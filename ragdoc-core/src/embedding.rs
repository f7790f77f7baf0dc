use async_trait::async_trait;

use crate::{Document, EmbeddingError, MetadataMode};

/// An embedding model that turns text into vectors.
#[async_trait]
pub trait Embedding: Send + Sync {
    async fn embed(&self, text: &str) -> Result<Vec<f32>, EmbeddingError>;

    async fn embed_batch(&self, texts: &[String]) -> Result<Vec<Vec<f32>>, EmbeddingError>;

    fn dimension(&self) -> usize;

    /// Embeds the document as rendered for [`MetadataMode::Embed`], so metadata the
    /// document's formatter excludes from embeddings never reaches the model.
    async fn embed_document(&self, document: &Document) -> Result<Vec<f32>, EmbeddingError> {
        self.embed(&document.formatted_content_with(MetadataMode::Embed))
            .await
    }
}
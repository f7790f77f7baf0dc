use std::collections::HashMap;

pub type Value = serde_json::Value;

/// Document metadata. Values should stay flat scalars (string, number, bool) so vector
/// stores can index them.
pub type Metadata = HashMap<String, Value>;

/// Renders a metadata value the way it should appear inside prompt text.
///
/// Strings are emitted without quotes; everything else uses its compact JSON form.
pub fn render_value(value: &Value) -> String {
    match value {
        Value::String(text) => text.clone(),
        other => other.to_string(),
    }
}

/// Canonical JSON encoding of metadata with keys in sorted order.
pub(crate) fn canonical_metadata(metadata: &Metadata) -> String {
    let mut entries: Vec<(&String, &Value)> = metadata.iter().collect();
    entries.sort_by(|a, b| a.0.cmp(b.0));

    let mut out = String::from("{");
    for (idx, (key, value)) in entries.into_iter().enumerate() {
        if idx > 0 {
            out.push(',');
        }
        out.push_str(&Value::String(key.clone()).to_string());
        out.push(':');
        out.push_str(&value.to_string());
    }
    out.push('}');
    out
}

#[cfg(test)]
mod tests {
    use serde_json::json;

    use super::*;

    #[test]
    fn render_value_strips_string_quotes() {
        assert_eq!(render_value(&json!("plain")), "plain");
        assert_eq!(render_value(&json!(42)), "42");
        assert_eq!(render_value(&json!(1.5)), "1.5");
        assert_eq!(render_value(&json!(true)), "true");
        assert_eq!(render_value(&json!(["a", 1])), "[\"a\",1]");
    }

    #[test]
    fn canonical_metadata_is_insertion_order_independent() {
        let mut first = Metadata::new();
        first.insert("b".to_string(), json!(2));
        first.insert("a".to_string(), json!("x"));

        let mut second = Metadata::new();
        second.insert("a".to_string(), json!("x"));
        second.insert("b".to_string(), json!(2));

        assert_eq!(canonical_metadata(&first), canonical_metadata(&second));
        assert_eq!(canonical_metadata(&first), "{\"a\":\"x\",\"b\":2}");
    }
}
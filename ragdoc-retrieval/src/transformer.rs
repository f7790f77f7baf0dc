use std::sync::Arc;

use ragdoc_core::{ContentFormatter, Document};

/// Pipeline stage that attaches a content formatter to a batch of documents.
///
/// When both the document's current formatter and the transformer's formatter are
/// [`ragdoc_core::DefaultContentFormatter`]s, their excluded metadata keys are merged
/// instead of one replacing the other. Templates come from the document unless
/// `rewrite_templates` is set. Any other combination replaces the formatter outright.
#[derive(Clone, Debug)]
pub struct ContentFormatTransformer {
    formatter: Arc<dyn ContentFormatter>,
    rewrite_templates: bool,
}

impl ContentFormatTransformer {
    pub fn new(formatter: Arc<dyn ContentFormatter>) -> Self {
        Self {
            formatter,
            rewrite_templates: false,
        }
    }

    pub fn rewrite_templates(mut self, value: bool) -> Self {
        self.rewrite_templates = value;
        self
    }

    pub fn transform(&self, mut docs: Vec<Document>) -> Vec<Document> {
        for doc in &mut docs {
            self.apply(doc);
        }
        docs
    }

    fn apply(&self, doc: &mut Document) {
        let merged = match (
            doc.content_formatter().as_default(),
            self.formatter.as_default(),
        ) {
            (Some(current), Some(incoming)) if self.rewrite_templates => {
                Some(incoming.merge_exclusions(current))
            }
            (Some(current), Some(incoming)) => Some(current.merge_exclusions(incoming)),
            _ => None,
        };

        match merged {
            Some(formatter) => doc.set_content_formatter(Arc::new(formatter)),
            None => doc.set_content_formatter(self.formatter.clone()),
        }
    }
}
use ragdoc_core::{Document, Embedding, MetadataMode, VectorStore};

use crate::RetrievalError;

/// Embeds documents and writes them to a vector store.
///
/// The text sent to the embedder is each document's rendering under
/// [`MetadataMode::Embed`], so keys its formatter excludes from embeddings stay out
/// of the vector.
pub struct Indexer<E, S> {
    embedder: E,
    store: S,
}

impl<E, S> Indexer<E, S>
where
    E: Embedding,
    S: VectorStore,
{
    pub fn new(embedder: E, store: S) -> Self {
        Self { embedder, store }
    }

    pub async fn index(&self, docs: Vec<Document>) -> Result<(), RetrievalError> {
        let texts: Vec<String> = docs
            .iter()
            .map(|doc| doc.formatted_content_with(MetadataMode::Embed))
            .collect();
        let embeddings = self.embedder.embed_batch(&texts).await?;
        if embeddings.len() != docs.len() {
            return Err(RetrievalError::EmbeddingCountMismatch {
                expected: docs.len(),
                got: embeddings.len(),
            });
        }

        tracing::debug!(count = docs.len(), "indexing documents");

        let docs_with_embeddings = docs
            .into_iter()
            .zip(embeddings)
            .map(|(mut doc, embedding)| {
                doc.set_embedding(embedding);
                doc
            })
            .collect();

        self.store.add(docs_with_embeddings).await?;
        Ok(())
    }
}
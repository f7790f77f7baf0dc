use std::sync::{Arc, Mutex};

use async_trait::async_trait;

use ragdoc_core::{
    DefaultContentFormatter, Document, Embedding, EmbeddingError, Metadata, Value,
};

#[derive(Default)]
struct RecordingEmbedding {
    seen: Mutex<Vec<String>>,
}

#[async_trait]
impl Embedding for RecordingEmbedding {
    async fn embed(&self, text: &str) -> Result<Vec<f32>, EmbeddingError> {
        self.seen.lock().unwrap().push(text.to_string());
        Ok(vec![text.len() as f32])
    }

    async fn embed_batch(&self, texts: &[String]) -> Result<Vec<Vec<f32>>, EmbeddingError> {
        let mut out = Vec::with_capacity(texts.len());
        for text in texts {
            out.push(self.embed(text).await?);
        }
        Ok(out)
    }

    fn dimension(&self) -> usize {
        1
    }
}

fn assert_object_safe(_embedding: Arc<dyn Embedding>) {}

#[test]
fn embedding_trait_is_object_safe() {
    let embedding = Arc::new(RecordingEmbedding::default());
    assert_object_safe(embedding);
}

#[tokio::test]
async fn embed_document_uses_embed_mode_text() {
    let formatter = DefaultContentFormatter::builder()
        .excluded_embed_metadata_keys(["internal"])
        .build()
        .unwrap();

    let mut metadata = Metadata::new();
    metadata.insert("title".to_string(), Value::from("Guide"));
    metadata.insert("internal".to_string(), Value::from("x"));

    let doc = Document::builder()
        .content("text")
        .metadata(metadata)
        .content_formatter(Arc::new(formatter))
        .build()
        .unwrap();

    let embedding = RecordingEmbedding::default();
    let vector = embedding.embed_document(&doc).await.unwrap();

    let seen = embedding.seen.lock().unwrap().clone();
    assert_eq!(seen, vec!["title: Guide\n\ntext".to_string()]);
    assert_eq!(vector, vec![seen[0].len() as f32]);
}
· · · · · · ·
[Task details] Return the number of lines in the data above that include the word "model", and nothing else.

[Answer to the problem] 2